Race is not just a joke. When Nikki first turns up, he tells her
that both his children are by the same mother and that he doesn't
have any "side kids," then ironically apologizes for being so
"white." Oddly, however, Nikki seems to think he's too
black, and that she will further her cause, when she makes
up her mind to seduce him, by getting him to listen to music by the
white band, the Foo Fighters, rather than the black artists he
usually favors. Then there's that coarse Viagra joke, and the
libidinous character of George (Steve Buscemi), his colleague at
the bank who is routinely unfaithful to his wife but sees no
problem about it because his emotions are not engaged.

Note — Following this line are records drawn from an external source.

use chrono::{DateTime, Utc};
use rust_decimal::Decimal;
use serde::{Deserialize, Serialize};

use digiwallet_core::{Amount, DomainError, DomainResult, UserId, WalletId};

/// Balance every freshly opened wallet starts with.
pub const STARTING_BALANCE: Decimal = Decimal::from_parts(50, 0, 0, false, 0);

/// Largest balance a wallet may hold (10^15).
pub const MAX_BALANCE: Decimal = Decimal::from_parts(0xA4C6_8000, 0x3_8D7E, 0, false, 0);

/// Administrative gate on balance mutation.
#[derive(Debug, Clone, Copy, PartialEq, Eq, Hash, Serialize, Deserialize, Default)]
#[serde(rename_all = "lowercase")]
pub enum WalletStatus {
    #[default]
    Active,
    Blocked,
    Suspended,
}

impl WalletStatus {
    pub fn as_str(&self) -> &'static str {
        match self {
            WalletStatus::Active => "active",
            WalletStatus::Blocked => "blocked",
            WalletStatus::Suspended => "suspended",
        }
    }
}

impl core::fmt::Display for WalletStatus {
    fn fmt(&self, f: &mut core::fmt::Formatter<'_>) -> core::fmt::Result {
        f.write_str(self.as_str())
    }
}

impl core::str::FromStr for WalletStatus {
    type Err = DomainError;

    fn from_str(s: &str) -> Result<Self, Self::Err> {
        match s {
            "active" => Ok(WalletStatus::Active),
            "blocked" => Ok(WalletStatus::Blocked),
            "suspended" => Ok(WalletStatus::Suspended),
            other => Err(DomainError::invalid_input(format!("unknown wallet status '{other}'"))),
        }
    }
}

/// Which way a single balance adjustment moves money.
#[derive(Debug, Clone, Copy, PartialEq, Eq, Serialize, Deserialize)]
#[serde(rename_all = "lowercase")]
pub enum BalanceDirection {
    Credit,
    Debit,
}

impl BalanceDirection {
    pub fn reversed(self) -> Self {
        match self {
            BalanceDirection::Credit => BalanceDirection::Debit,
            BalanceDirection::Debit => BalanceDirection::Credit,
        }
    }
}

/// Aggregate root: Wallet (one per user).
///
/// # Invariants
/// - `balance >= 0` after every accepted adjustment.
/// - Adjustments are only accepted while `status == Active`.
/// - A soft-deleted wallet is invisible: every check treats it as absent.
#[derive(Debug, Clone, PartialEq, Eq, Serialize, Deserialize)]
pub struct Wallet {
    pub id: WalletId,
    pub user_id: UserId,
    pub balance: Decimal,
    pub status: WalletStatus,
    pub is_deleted: bool,
    pub version: u64,
    pub created_at: DateTime<Utc>,
    pub updated_at: DateTime<Utc>,
}

impl Wallet {
    /// A new active wallet holding [`STARTING_BALANCE`].
    pub fn open(user_id: UserId, now: DateTime<Utc>) -> Self {
        Self {
            id: WalletId::new(),
            user_id,
            balance: STARTING_BALANCE,
            status: WalletStatus::Active,
            is_deleted: false,
            version: 0,
            created_at: now,
            updated_at: now,
        }
    }

    pub fn is_active(&self) -> bool {
        self.status == WalletStatus::Active
    }

    fn ensure_visible(&self) -> DomainResult<()> {
        if self.is_deleted {
            return Err(DomainError::not_found("wallet"));
        }
        Ok(())
    }

    fn ensure_active(&self) -> DomainResult<()> {
        if !self.is_active() {
            return Err(DomainError::invalid_state(format!("wallet is {}", self.status)));
        }
        Ok(())
    }

    fn credited(&self, amount: Amount) -> DomainResult<Decimal> {
        self.balance
            .checked_add(amount.value())
            .filter(|next| *next <= MAX_BALANCE)
            .ok_or_else(|| {
                DomainError::invalid_input(format!(
                    "balance would exceed the maximum of {MAX_BALANCE}"
                ))
            })
    }

    /// Decide the balance after one adjustment, without mutating anything.
    pub fn plan_adjustment(
        &self,
        direction: BalanceDirection,
        amount: Amount,
    ) -> DomainResult<Decimal> {
        self.ensure_visible()?;
        self.ensure_active()?;

        let next = match direction {
            BalanceDirection::Credit => self.credited(amount)?,
            BalanceDirection::Debit => {
                if self.balance < amount.value() {
                    return Err(DomainError::insufficient_funds(self.balance, amount.value()));
                }
                self.balance - amount.value()
            }
        };

        if next < Decimal::ZERO {
            return Err(DomainError::insufficient_funds(self.balance, amount.value()));
        }
        Ok(next)
    }

    /// Decide the balance after returning `amount` to this wallet.
    ///
    /// Ignores the status: money taken from a wallet that was blocked since
    /// goes back all the same.
    pub fn plan_refund(&self, amount: Amount) -> DomainResult<Decimal> {
        self.ensure_visible()?;
        self.credited(amount)
    }

    /// The persisted state after a balance write (one version later).
    pub fn with_balance(&self, balance: Decimal, now: DateTime<Utc>) -> Self {
        Self {
            balance,
            version: self.version + 1,
            updated_at: now,
            ..self.clone()
        }
    }

    /// The persisted state after a status write (one version later).
    pub fn with_status(&self, status: WalletStatus, now: DateTime<Utc>) -> Self {
        Self {
            status,
            version: self.version + 1,
            updated_at: now,
            ..self.clone()
        }
    }
}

All this suggests to me that part of Mr. Rock's purpose in
adding sexual dysfunction to Mr Rohmer's mix is the debunking of
stereotypes about black sexuality. It seems a pity to me that he
should have felt it necessary to do that. By making Richard into
such an unnaturally restrained and even uxorious husband, he also
pushes him to the borders of unbelievability, introducing a note of
incoherence into what might otherwise have been a funny but at the
same time serious meditation on love and marriage. Even as it is,
you can see in this movie the germ of one that, although it is
unimaginable as coming from its ultimate progenitor, the great Eric
Rohmer, would not disgrace him either.